DIRECTIONS FOR THIS TASK
When you reach the line with "directly to a \" in the listing below, transcribe it and each line after it up to and including the line with "an automatic response.", exactly and with nothing else.

RECORDS PROVIDED

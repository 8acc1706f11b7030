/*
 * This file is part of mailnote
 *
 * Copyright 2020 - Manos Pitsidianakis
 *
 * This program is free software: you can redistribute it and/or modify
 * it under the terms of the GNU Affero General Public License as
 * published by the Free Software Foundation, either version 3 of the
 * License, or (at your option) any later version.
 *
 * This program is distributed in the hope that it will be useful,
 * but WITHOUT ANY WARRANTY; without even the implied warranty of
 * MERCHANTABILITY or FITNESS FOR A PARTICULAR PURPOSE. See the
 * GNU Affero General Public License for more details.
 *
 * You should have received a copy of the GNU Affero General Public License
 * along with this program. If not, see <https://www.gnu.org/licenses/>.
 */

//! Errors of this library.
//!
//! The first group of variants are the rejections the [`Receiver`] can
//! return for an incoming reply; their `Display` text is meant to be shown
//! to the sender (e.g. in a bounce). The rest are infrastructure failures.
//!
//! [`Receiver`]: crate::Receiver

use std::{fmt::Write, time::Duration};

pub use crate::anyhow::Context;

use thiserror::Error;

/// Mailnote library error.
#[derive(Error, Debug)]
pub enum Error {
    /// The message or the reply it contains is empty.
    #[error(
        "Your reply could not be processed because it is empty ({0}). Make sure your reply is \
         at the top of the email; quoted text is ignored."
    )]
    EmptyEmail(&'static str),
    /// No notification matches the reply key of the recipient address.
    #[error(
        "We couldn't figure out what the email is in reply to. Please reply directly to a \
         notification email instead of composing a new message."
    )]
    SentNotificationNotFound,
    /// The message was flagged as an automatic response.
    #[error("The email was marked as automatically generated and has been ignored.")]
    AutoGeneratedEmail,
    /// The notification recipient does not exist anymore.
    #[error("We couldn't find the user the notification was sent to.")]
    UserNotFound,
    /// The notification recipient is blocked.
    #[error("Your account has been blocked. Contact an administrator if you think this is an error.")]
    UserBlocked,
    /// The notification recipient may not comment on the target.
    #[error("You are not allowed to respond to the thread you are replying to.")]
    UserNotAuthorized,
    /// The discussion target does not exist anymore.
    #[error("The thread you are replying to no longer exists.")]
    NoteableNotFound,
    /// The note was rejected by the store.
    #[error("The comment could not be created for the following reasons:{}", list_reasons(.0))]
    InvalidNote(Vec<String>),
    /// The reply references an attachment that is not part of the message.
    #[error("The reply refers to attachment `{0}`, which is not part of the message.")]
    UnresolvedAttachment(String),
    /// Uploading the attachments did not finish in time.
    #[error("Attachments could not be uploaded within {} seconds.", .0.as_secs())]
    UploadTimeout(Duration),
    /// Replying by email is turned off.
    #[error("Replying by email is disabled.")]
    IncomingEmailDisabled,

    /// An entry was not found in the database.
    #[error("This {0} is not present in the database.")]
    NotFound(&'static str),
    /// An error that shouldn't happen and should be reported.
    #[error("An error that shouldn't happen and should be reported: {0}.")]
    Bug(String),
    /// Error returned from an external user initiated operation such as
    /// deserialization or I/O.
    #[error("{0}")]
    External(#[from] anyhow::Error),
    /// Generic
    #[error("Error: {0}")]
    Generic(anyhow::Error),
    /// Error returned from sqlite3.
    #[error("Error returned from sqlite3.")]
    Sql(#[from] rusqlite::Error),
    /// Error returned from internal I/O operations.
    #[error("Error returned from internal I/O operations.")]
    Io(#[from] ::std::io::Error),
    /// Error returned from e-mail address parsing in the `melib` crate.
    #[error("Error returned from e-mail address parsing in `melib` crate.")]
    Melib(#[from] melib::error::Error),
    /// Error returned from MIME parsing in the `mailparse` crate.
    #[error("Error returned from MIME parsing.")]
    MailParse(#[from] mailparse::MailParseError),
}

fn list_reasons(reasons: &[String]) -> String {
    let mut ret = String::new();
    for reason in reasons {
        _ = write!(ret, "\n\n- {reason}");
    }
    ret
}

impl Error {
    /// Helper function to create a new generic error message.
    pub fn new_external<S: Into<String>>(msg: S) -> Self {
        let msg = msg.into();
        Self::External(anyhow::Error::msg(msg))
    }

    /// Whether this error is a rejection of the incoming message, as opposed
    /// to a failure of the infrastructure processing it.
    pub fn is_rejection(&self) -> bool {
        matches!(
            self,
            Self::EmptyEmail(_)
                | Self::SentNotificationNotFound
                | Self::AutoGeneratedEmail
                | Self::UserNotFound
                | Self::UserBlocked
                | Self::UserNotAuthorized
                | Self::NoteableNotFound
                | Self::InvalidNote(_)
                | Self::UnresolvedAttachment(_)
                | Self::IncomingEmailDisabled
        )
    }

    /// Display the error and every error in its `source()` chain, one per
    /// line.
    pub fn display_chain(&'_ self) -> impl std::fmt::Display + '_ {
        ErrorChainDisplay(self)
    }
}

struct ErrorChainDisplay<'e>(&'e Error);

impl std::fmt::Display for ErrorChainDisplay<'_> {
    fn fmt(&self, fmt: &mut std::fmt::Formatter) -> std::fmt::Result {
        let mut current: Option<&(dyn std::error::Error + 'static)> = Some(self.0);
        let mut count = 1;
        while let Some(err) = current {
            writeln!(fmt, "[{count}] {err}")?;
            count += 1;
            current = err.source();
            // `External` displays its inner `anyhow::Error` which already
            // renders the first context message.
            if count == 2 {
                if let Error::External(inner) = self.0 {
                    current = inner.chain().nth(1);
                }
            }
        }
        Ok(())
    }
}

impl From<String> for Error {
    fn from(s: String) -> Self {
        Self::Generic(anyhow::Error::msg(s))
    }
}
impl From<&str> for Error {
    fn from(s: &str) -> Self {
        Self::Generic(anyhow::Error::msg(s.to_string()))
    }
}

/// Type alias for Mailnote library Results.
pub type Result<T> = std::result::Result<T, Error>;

---

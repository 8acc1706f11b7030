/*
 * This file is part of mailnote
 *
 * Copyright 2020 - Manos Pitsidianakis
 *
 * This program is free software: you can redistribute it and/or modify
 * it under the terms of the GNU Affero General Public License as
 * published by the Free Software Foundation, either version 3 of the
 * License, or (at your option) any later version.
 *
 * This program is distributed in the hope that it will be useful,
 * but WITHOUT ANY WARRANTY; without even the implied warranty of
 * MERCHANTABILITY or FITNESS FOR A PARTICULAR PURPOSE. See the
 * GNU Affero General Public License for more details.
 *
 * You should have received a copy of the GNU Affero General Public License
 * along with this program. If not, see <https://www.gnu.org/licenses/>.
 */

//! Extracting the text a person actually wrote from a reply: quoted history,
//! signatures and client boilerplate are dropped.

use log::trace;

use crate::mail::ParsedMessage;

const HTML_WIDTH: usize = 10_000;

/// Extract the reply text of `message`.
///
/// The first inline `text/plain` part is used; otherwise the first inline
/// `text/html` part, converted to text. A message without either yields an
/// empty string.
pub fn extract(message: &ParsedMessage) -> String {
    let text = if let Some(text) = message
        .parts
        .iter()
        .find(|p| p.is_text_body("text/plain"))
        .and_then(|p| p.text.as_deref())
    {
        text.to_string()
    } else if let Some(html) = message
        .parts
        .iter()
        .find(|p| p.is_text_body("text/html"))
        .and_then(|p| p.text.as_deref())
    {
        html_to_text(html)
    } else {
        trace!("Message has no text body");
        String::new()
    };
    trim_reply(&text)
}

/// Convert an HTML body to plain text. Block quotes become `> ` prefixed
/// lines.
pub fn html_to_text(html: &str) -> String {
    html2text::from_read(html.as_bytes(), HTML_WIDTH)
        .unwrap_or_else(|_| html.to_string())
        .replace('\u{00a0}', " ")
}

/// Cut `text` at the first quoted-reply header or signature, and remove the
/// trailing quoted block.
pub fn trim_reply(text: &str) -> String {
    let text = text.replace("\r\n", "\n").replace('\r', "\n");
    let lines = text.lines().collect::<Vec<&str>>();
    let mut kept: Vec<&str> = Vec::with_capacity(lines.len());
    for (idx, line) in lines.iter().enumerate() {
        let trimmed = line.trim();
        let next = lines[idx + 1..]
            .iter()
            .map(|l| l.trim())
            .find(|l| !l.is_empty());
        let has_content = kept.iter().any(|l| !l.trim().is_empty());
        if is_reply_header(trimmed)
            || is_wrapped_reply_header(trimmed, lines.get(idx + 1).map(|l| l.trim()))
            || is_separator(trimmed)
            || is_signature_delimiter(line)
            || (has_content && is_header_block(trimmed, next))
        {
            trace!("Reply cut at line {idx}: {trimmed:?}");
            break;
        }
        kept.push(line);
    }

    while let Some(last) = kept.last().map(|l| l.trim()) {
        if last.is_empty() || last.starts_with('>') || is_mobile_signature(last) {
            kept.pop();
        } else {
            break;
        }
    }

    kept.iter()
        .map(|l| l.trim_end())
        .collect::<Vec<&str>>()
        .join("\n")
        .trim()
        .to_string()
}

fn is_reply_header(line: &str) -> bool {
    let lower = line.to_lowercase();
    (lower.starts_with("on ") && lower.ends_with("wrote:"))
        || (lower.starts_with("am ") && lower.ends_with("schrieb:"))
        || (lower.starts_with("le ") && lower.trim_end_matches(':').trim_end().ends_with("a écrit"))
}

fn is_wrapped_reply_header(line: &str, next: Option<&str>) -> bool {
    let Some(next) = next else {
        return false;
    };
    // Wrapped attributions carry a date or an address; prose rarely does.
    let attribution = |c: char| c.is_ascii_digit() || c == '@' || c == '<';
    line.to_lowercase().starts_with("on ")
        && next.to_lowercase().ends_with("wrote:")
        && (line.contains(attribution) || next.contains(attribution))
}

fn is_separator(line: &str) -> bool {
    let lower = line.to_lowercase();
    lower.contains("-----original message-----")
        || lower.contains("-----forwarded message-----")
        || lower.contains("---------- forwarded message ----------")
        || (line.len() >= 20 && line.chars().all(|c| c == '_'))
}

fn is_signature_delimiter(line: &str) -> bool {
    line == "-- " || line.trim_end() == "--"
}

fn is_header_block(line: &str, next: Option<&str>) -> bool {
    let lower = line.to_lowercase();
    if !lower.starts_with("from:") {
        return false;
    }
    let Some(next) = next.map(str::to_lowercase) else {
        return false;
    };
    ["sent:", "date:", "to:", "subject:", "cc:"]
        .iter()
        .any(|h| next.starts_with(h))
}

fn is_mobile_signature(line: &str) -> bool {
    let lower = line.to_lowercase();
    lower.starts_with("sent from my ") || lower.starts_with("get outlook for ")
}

* * *

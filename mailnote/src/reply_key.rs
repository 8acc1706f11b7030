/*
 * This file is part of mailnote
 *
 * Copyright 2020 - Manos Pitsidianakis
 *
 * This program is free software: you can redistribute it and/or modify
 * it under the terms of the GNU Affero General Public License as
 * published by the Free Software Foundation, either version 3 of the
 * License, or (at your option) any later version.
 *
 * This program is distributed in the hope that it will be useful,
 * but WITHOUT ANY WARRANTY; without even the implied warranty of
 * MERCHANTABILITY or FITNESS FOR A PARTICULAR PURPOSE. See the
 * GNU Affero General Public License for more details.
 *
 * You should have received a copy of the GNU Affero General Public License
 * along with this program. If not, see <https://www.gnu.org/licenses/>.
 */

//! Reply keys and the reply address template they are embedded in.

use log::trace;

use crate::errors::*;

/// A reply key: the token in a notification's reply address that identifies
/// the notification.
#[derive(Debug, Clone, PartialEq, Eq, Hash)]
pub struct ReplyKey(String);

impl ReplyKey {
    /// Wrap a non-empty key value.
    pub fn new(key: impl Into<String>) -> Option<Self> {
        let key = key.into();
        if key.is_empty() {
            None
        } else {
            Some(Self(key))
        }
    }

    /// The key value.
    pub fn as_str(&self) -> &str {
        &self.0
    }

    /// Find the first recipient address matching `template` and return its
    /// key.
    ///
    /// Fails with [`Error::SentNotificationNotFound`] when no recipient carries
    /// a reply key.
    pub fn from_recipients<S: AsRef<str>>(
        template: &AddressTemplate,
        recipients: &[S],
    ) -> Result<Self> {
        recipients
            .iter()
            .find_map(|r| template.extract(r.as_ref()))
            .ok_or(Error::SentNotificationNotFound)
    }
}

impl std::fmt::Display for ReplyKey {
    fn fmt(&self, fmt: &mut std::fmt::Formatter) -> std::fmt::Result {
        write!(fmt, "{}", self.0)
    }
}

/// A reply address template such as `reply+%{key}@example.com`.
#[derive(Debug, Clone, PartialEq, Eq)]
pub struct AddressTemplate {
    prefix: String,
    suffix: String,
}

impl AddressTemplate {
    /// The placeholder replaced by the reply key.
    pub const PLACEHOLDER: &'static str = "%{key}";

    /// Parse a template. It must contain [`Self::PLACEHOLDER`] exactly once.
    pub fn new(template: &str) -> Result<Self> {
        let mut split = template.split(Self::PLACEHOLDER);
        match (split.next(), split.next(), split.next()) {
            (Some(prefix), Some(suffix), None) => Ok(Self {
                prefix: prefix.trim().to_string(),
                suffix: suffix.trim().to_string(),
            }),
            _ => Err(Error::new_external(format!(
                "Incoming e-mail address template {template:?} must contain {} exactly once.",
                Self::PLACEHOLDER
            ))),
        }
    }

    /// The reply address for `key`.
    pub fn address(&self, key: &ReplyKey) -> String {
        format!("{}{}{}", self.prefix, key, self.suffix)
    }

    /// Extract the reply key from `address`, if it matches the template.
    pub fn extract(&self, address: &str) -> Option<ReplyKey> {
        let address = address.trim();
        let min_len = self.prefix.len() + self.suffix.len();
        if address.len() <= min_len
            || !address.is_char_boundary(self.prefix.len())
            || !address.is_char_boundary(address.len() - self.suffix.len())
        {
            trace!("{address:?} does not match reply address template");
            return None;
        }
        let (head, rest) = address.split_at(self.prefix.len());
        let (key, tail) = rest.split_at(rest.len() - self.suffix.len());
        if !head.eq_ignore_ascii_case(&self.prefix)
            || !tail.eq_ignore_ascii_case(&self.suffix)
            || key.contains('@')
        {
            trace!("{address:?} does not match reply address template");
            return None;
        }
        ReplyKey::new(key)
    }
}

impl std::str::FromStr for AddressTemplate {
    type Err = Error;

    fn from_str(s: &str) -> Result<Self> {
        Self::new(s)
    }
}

TASK OUTPUT
        "We couldn't figure out what the email is in reply to. Please reply directly to a \
         notification email instead of composing a new message."
    )]
    SentNotificationNotFound,
    /// The message was flagged as an automatic response.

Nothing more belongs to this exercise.